Ruch postaci jest teraz szybszy i bardziej płynny – możesz dashować na boki, wspinać się po powierzchniach czy robić power slide’y, co sprawia, że czujesz się jak w jakimś arcade’owym shooterze. Mechanika jest prosta, ale satysfakcjonująca: między falami zarabiasz kasę na ulepszone bronie, pancerz, granaty, amunicję czy autoregenerację zdrowia. Brzmi jak klasyczne Killing Floor, prawda? No, nie do końca, bo gra jest bardziej uproszczona – nie ma kampanii fabularnej, a wybór opcji na start jest skromniejszy niż w KF2.
Masz sześć klas (Perks), 30 broni (plus nóż), 13 typów wrogów, osiem map i tylko trzech bossów. Dla nowych graczy to świetny punkt wejścia, bo nie przytłacza, ale jeśli jesteś weteranem serii, możesz poczuć, że czegoś brakuje. Gdzie ta głębia taktyczna? Gdzie różnorodność, która sprawiała, że KF2 był taki regrywalny?
Survival Mode: Serce gry, ale trochę za małe
Cała zabawa w Killing Floor 3 kręci się wokół trybu Survival, który jest jedynym dostępnym na premierę. Cel? Przetrwaj pięć coraz trudniejszych fal Zedów, a na koniec zmierz się z bossem, jak Queen Crawler (przypomina rój Zergów z StarCrafta) czy Impaler z rogiem jak nosorożec. Proste, ale wciąga jak bagno. Walka jest dynamiczna, a system strzelania i cięcia to czysty miód – każdy Zed pada z widowiskowym rozbryzgiem krwi, a poprawiona fizyka sprawia, że ich reakcje na twoje ataki wyglądają bardziej realistycznie.

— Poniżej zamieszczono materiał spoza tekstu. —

// ─── Catalog row parsing ─────────────────────────────────────────────────────

pub fn parse_columns(result: &QueryResult) -> Result<Vec<ColumnInfo>> {
  result
    .rows
    .iter()
    .map(|row| {
      let data_type = row.require_text("data_type")?.to_ascii_lowercase();
      let max_length = match row.integer("max_length")? {
        Some(n) => Some(n),
        None => declared_length(&data_type),
      };
      Ok(ColumnInfo {
        name: row.require_text("name")?,
        data_type,
        max_length,
        nullable: row.require_integer("nullable")? != 0,
      })
    })
    .collect()
}

pub fn parse_unique_constraints(result: &QueryResult) -> Result<Vec<UniqueConstraint>> {
  let mut out: Vec<UniqueConstraint> = Vec::new();
  for row in &result.rows {
    let name = row.require_text("name")?;
    let column = row.require_text("column_name")?;
    let origin = match row.require_text("origin")?.as_str() {
      "index" => UniqueOrigin::Index,
      _ => UniqueOrigin::Constraint,
    };
    match out.last_mut() {
      Some(last) if last.name == name => last.columns.push(column),
      _ => out.push(UniqueConstraint { name, columns: vec![column], origin }),
    }
  }
  Ok(out)
}

pub fn parse_foreign_keys(result: &QueryResult) -> Result<Vec<ForeignKey>> {
  result
    .rows
    .iter()
    .map(|row| {
      Ok(ForeignKey {
        name:       row.text("name")?,
        column:     row.require_text("column_name")?,
        ref_table:  row.require_text("ref_table")?,
        ref_column: row.text("ref_column")?,
      })
    })
    .collect()
}
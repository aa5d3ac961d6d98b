//! Integration tests for `SqliteStore` against in-memory and file databases.

use registro_core::{Dialect, Error, Statement, Store, Table, Value};

use crate::{SqliteSettings, SqliteStore};

async fn store() -> SqliteStore {
  let s = SqliteStore::open_in_memory()
    .await
    .expect("in-memory store");
  s.execute(Statement::new(
    "CREATE TABLE representantes (
       id INTEGER PRIMARY KEY AUTOINCREMENT,
       cedula TEXT NOT NULL UNIQUE,
       nombre TEXT NOT NULL
     )",
  ))
  .await
  .unwrap();
  s
}

// ─── Execute ─────────────────────────────────────────────────────────────────

#[tokio::test]
async fn logical_placeholders_are_translated() {
  let s = store().await;
  assert_eq!(s.dialect(), Dialect::Sqlite);

  let inserted = s
    .execute(
      Statement::new("INSERT INTO representantes (cedula, nombre) VALUES ($1, $2) RETURNING id")
        .bind("12345678")
        .bind("Ana"),
    )
    .await
    .unwrap();
  assert_eq!(inserted.affected, 1);
  let id = inserted.first().unwrap().require_integer("id").unwrap();

  let fetched = s
    .execute(Statement::new("SELECT nombre FROM representantes WHERE id = $1").bind(id))
    .await
    .unwrap();
  assert_eq!(fetched.first().unwrap().require_text("nombre").unwrap(), "Ana");
}

#[tokio::test]
async fn dollar_signs_inside_literals_survive() {
  let s = store().await;
  let result = s
    .execute(Statement::new("SELECT '$1' AS literal, $1 AS bound").bind(7))
    .await
    .unwrap();
  let row = result.first().unwrap();
  assert_eq!(row.get("literal"), Some(&Value::Text("$1".into())));
  assert_eq!(row.get("bound"), Some(&Value::Integer(7)));
}

#[tokio::test]
async fn update_reports_affected_rows() {
  let s = store().await;
  for (cedula, nombre) in [("1111111", "A"), ("2222222", "B"), ("3333333", "C")] {
    s.execute(
      Statement::new("INSERT INTO representantes (cedula, nombre) VALUES ($1, $2)")
        .bind(cedula)
        .bind(nombre),
    )
    .await
    .unwrap();
  }

  let updated = s
    .execute(Statement::new("UPDATE representantes SET nombre = 'X' WHERE cedula <> $1").bind("1111111"))
    .await
    .unwrap();
  assert_eq!(updated.affected, 2);
}

// ─── Errors ──────────────────────────────────────────────────────────────────

#[tokio::test]
async fn duplicate_identifier_is_a_unique_violation_on_that_column() {
  let s = store().await;
  let insert = || {
    Statement::new("INSERT INTO representantes (cedula, nombre) VALUES ($1, $2)")
      .bind("12345678")
      .bind("Ana")
  };
  s.execute(insert()).await.unwrap();

  match s.execute(insert()).await.unwrap_err() {
    Error::UniqueViolation(db) => {
      assert!(Dialect::Sqlite.unique_violation_on(&db, Table::Guardians, "cedula"));
      assert!(!Dialect::Sqlite.unique_violation_on(&db, Table::Guardians, "email"));
    }
    other => panic!("expected unique violation, got {other:?}"),
  }
}

#[tokio::test]
async fn unknown_table_is_a_database_error() {
  let s = store().await;
  let err = s
    .execute(Statement::new("SELECT * FROM nowhere"))
    .await
    .unwrap_err();
  assert!(matches!(err, Error::Database(_)));
}

// ─── Transactions ────────────────────────────────────────────────────────────

#[tokio::test]
async fn transaction_commits_all_statements() {
  let s = store().await;
  let results = s
    .transaction(vec![
      Statement::new("INSERT INTO representantes (cedula, nombre) VALUES ($1, 'A')").bind("1111111"),
      Statement::new("INSERT INTO representantes (cedula, nombre) VALUES ($1, 'B')").bind("2222222"),
      Statement::new("SELECT COUNT(*) AS n FROM representantes"),
    ])
    .await
    .unwrap();
  assert_eq!(results.len(), 3);
  assert_eq!(results[2].first().unwrap().require_integer("n").unwrap(), 2);
}

#[tokio::test]
async fn failed_transaction_rolls_back() {
  let s = store().await;
  let err = s
    .transaction(vec![
      Statement::new("INSERT INTO representantes (cedula, nombre) VALUES ($1, 'A')").bind("1111111"),
      Statement::new("INSERT INTO representantes (cedula, nombre) VALUES ($1, 'B')").bind("1111111"),
    ])
    .await
    .unwrap_err();
  assert!(err.is_unique_violation());

  let count = s
    .execute(Statement::new("SELECT COUNT(*) AS n FROM representantes"))
    .await
    .unwrap();
  assert_eq!(count.first().unwrap().require_integer("n").unwrap(), 0);
}

// ─── Files ───────────────────────────────────────────────────────────────────

#[tokio::test]
async fn file_database_persists_across_handles() {
  let dir = std::env::temp_dir().join(format!("registro-sqlite-{}", std::process::id()));
  std::fs::create_dir_all(&dir).unwrap();
  let path = dir.join("persist.db");
  let _ = std::fs::remove_file(&path);

  {
    let s = SqliteStore::open(&path, SqliteSettings::default()).await.unwrap();
    s.execute(Statement::new("CREATE TABLE t (x INTEGER)")).await.unwrap();
    s.execute(Statement::new("INSERT INTO t VALUES ($1)").bind(5)).await.unwrap();
  }

  let s = SqliteStore::open(&path, SqliteSettings::default()).await.unwrap();
  let rows = s.execute(Statement::new("SELECT x FROM t")).await.unwrap();
  assert_eq!(rows.first().unwrap().require_integer("x").unwrap(), 5);
  assert_eq!(
    s.execute(Statement::raw("PRAGMA foreign_keys")).await.unwrap().rows[0].values()[0],
    Value::Integer(1)
  );

  drop(s);
  let _ = std::fs::remove_dir_all(&dir);
}

#[tokio::test]
async fn unreachable_path_is_a_connection_error() {
  let err = SqliteStore::open("/nonexistent-dir/registro/db.sqlite", SqliteSettings::default())
    .await
    .err()
    .unwrap();
  assert!(matches!(err, Error::Connection(_)));
}
//! Error types for `registro-core`.
//!
//! Every backend maps its native driver errors into [`Error`], so callers
//! never need to know which backend is active. Native error codes are kept on
//! [`DatabaseError`] and interpreted through the [`Dialect`].

use std::{fmt, time::Duration};

use thiserror::Error;

use crate::{dialect::Dialect, ident::IdFamily};

/// A failure reported by the database itself, with its native error code.
#[derive(Debug, Clone, PartialEq, Eq)]
pub struct DatabaseError {
  pub backend:    Dialect,
  /// `SQLSTATE` for PostgreSQL (`"23505"`), extended result code for SQLite
  /// (`"2067"`).
  pub code:       Option<String>,
  /// Name of the violated constraint, when the backend reports one.
  pub constraint: Option<String>,
  pub message:    String,
}

impl fmt::Display for DatabaseError {
  fn fmt(&self, f: &mut fmt::Formatter<'_>) -> fmt::Result {
    match &self.code {
      Some(code) => write!(f, "{} [{code}]: {}", self.backend.name(), self.message),
      None       => write!(f, "{}: {}", self.backend.name(), self.message),
    }
  }
}

impl std::error::Error for DatabaseError {}

#[derive(Debug, Error)]
pub enum Error {
  /// The backend could not be reached or the connection was lost.
  #[error("backend unreachable: {0}")]
  Connection(String),

  #[error("unique constraint violated: {0}")]
  UniqueViolation(DatabaseError),

  #[error("database error: {0}")]
  Database(DatabaseError),

  #[error("statement exceeded the {0:?} timeout")]
  Timeout(Duration),

  #[error("migration step {step} failed: {source}")]
  MigrationStep {
    step:   &'static str,
    #[source]
    source: Box<Error>,
  },

  /// No free identifier was found within the attempt budget.
  #[error("no free {family} found after {attempts} attempts")]
  IdentifierExhausted { family: IdFamily, attempts: u32 },

  #[error("invalid {family}: {value:?}")]
  InvalidIdentifier { family: IdFamily, value: String },

  #[error("invalid value: {0}")]
  InvalidValue(String),

  #[error("decode error: {0}")]
  Decode(String),

  #[error("password hashing failed: {0}")]
  Hash(String),

  #[error("configuration error: {0}")]
  Config(String),
}

impl Error {
  pub fn is_unique_violation(&self) -> bool { matches!(self, Self::UniqueViolation(_)) }

  /// Wrap `self` as the failure of the named migration step.
  pub fn in_step(self, step: &'static str) -> Self {
    match self {
      Self::MigrationStep { .. } => self,
      other => Self::MigrationStep { step, source: Box::new(other) },
    }
  }
}

pub type Result<T, E = Error> = std::result::Result<T, E>;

Wrogowie, jak Scrake z cybernetycznymi ulepszeniami, Bloats plujące kwasem czy Sireny z sonicznymi atakami, są częstszymi gośćmi niż w KF2, co podkręca tempo gry. Ale jest haczyk – gra szybko pokazuje wszystkie swoje karty. Po kilku sesjach znasz już każdy typ wroga, każdą mapę i każdego bossa, a powtarzalność zaczyna dawać w kość. Jeden z kumpli, który grał w pełnej ekipie (pięciu graczy), mówił, że bossowie skalują się w grupach, co niby ma zapewniać balans, ale w mniejszych składach (np. trójkach) nie czujesz tego aż tak.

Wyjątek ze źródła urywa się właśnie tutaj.